> _Your objective_
In the entries below, count every line containing "SubmitOrderRoute". Return the number and nothing else.

(Collected data)
========================
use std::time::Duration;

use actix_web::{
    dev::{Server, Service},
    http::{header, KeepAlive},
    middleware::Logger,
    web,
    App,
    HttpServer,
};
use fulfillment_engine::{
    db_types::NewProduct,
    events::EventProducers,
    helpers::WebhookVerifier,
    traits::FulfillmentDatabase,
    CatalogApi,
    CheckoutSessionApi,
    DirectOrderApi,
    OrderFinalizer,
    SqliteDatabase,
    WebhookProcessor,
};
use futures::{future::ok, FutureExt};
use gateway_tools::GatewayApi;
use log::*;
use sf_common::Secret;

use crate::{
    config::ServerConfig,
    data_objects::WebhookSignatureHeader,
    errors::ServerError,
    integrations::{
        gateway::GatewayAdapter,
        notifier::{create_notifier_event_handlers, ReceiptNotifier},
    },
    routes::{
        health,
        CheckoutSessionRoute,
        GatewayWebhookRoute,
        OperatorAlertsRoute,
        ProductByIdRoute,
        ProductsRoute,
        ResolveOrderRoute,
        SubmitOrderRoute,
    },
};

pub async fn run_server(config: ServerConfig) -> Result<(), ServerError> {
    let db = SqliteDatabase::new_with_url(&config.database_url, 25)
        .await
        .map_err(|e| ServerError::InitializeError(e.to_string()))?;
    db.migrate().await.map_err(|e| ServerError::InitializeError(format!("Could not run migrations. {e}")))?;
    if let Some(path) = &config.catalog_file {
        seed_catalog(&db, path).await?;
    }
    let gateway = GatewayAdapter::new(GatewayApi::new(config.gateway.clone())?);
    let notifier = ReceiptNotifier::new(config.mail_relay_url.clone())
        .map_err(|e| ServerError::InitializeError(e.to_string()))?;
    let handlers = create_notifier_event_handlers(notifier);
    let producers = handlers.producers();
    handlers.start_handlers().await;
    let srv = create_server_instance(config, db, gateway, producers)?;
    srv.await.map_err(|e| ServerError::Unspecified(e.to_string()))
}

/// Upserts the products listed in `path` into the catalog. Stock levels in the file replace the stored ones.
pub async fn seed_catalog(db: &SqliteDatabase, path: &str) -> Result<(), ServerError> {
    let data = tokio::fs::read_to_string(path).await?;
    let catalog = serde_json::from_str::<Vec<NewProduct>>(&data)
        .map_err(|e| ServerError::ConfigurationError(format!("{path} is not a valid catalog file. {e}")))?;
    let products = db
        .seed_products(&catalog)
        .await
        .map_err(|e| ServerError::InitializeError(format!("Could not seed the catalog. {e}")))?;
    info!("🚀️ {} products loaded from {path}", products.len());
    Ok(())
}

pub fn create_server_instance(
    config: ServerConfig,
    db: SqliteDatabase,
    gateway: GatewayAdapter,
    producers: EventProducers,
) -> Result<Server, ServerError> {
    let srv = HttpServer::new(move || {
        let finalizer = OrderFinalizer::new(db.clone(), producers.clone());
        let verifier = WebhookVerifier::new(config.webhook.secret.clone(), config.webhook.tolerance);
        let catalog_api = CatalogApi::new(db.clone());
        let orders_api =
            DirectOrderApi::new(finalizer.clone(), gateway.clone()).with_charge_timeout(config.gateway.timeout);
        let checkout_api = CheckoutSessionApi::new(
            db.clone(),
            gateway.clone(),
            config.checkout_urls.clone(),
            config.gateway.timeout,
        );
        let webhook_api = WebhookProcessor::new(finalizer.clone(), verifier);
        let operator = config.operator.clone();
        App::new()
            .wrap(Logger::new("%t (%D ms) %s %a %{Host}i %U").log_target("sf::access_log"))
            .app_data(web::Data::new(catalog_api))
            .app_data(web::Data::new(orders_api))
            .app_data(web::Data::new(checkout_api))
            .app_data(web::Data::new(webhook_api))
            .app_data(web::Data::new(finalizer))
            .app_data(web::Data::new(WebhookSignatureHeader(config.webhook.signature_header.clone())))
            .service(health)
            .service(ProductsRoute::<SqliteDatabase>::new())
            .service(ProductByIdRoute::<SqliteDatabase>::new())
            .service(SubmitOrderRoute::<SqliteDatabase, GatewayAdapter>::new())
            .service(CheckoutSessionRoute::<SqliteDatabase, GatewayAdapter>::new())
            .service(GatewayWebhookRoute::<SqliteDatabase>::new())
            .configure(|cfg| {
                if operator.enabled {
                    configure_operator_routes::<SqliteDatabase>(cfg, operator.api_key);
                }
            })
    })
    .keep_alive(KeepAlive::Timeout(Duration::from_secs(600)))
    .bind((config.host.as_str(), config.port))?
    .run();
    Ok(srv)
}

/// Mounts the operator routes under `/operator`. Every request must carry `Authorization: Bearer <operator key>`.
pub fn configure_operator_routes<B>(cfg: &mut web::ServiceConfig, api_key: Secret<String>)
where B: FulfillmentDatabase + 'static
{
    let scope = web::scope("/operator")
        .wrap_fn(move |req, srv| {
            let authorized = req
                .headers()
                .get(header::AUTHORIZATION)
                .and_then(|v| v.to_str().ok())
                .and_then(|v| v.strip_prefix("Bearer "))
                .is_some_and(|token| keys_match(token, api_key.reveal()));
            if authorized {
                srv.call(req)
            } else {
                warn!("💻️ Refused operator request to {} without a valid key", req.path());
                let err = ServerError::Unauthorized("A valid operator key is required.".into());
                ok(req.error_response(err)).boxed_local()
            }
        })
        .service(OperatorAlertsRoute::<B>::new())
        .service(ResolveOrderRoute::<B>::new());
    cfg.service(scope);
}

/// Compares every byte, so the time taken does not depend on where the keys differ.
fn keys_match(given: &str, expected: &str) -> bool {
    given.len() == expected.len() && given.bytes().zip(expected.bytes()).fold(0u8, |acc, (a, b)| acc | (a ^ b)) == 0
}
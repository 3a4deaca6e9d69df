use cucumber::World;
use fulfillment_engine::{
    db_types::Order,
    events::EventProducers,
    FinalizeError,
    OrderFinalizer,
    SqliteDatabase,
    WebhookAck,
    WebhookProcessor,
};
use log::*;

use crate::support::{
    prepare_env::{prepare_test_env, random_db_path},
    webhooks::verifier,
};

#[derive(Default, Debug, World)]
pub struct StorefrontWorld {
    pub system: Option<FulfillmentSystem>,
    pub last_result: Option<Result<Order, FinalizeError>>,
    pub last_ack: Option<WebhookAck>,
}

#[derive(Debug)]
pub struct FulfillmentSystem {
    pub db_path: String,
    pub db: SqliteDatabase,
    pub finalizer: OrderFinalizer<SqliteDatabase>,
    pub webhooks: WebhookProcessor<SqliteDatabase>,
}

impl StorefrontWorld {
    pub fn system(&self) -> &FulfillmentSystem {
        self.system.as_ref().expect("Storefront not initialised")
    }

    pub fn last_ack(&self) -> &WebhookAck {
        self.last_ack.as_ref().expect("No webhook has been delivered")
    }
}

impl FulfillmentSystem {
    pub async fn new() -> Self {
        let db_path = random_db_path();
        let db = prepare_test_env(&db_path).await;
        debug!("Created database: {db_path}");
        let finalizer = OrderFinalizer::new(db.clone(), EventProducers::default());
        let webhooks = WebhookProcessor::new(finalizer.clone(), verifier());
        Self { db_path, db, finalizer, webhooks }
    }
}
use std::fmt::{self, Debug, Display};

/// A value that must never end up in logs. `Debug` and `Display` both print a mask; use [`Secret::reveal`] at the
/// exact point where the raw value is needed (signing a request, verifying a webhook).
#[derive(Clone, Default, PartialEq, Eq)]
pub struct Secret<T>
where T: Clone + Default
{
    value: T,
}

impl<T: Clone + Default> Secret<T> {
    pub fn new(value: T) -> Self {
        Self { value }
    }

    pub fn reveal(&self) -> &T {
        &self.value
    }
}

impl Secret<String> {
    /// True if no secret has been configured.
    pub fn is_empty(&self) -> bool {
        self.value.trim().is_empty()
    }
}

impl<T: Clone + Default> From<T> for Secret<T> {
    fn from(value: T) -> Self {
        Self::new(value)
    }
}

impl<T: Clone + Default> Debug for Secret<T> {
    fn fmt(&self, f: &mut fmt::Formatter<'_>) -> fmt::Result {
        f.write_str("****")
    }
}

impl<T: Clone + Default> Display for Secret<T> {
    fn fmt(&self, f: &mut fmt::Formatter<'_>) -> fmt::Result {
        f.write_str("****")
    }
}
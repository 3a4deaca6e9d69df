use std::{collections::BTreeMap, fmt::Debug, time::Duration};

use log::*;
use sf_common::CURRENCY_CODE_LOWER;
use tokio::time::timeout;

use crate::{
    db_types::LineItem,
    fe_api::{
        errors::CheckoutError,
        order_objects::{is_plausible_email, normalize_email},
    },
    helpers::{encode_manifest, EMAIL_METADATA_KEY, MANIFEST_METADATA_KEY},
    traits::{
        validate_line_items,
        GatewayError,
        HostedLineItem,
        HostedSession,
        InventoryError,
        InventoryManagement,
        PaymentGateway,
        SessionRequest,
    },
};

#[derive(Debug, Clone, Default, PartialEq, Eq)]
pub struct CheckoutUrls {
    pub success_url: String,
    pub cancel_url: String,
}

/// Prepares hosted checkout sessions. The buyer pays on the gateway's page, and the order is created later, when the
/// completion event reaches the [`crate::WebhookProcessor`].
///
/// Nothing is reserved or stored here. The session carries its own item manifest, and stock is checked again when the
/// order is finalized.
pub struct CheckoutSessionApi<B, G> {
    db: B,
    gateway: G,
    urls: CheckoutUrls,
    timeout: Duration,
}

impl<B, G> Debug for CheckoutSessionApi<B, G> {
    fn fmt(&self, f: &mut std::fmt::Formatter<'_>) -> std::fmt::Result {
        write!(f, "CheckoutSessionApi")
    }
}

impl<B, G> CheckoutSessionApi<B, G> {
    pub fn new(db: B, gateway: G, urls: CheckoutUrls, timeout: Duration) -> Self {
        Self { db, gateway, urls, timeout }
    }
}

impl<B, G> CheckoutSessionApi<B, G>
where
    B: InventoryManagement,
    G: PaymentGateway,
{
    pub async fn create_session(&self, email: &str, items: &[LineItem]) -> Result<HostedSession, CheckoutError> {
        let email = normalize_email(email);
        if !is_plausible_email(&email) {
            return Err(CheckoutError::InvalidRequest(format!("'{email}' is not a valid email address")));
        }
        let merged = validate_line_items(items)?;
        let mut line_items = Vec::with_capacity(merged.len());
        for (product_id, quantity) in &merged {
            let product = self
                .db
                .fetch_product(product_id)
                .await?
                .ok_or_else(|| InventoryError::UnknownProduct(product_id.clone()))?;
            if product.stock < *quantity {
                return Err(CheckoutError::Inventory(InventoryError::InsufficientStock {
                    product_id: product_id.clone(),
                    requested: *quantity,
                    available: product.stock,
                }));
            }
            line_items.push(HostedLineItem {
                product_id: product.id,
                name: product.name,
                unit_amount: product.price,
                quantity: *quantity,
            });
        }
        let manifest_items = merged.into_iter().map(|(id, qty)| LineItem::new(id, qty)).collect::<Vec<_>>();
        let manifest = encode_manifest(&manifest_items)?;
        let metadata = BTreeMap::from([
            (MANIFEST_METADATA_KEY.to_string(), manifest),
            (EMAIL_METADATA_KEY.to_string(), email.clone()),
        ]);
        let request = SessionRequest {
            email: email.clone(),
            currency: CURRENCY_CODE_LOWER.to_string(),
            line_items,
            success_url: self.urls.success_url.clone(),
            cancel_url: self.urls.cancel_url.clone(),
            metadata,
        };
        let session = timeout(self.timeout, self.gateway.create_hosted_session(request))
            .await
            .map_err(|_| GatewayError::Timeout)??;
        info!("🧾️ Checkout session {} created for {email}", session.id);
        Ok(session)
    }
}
========================
> _Completed exercise_
2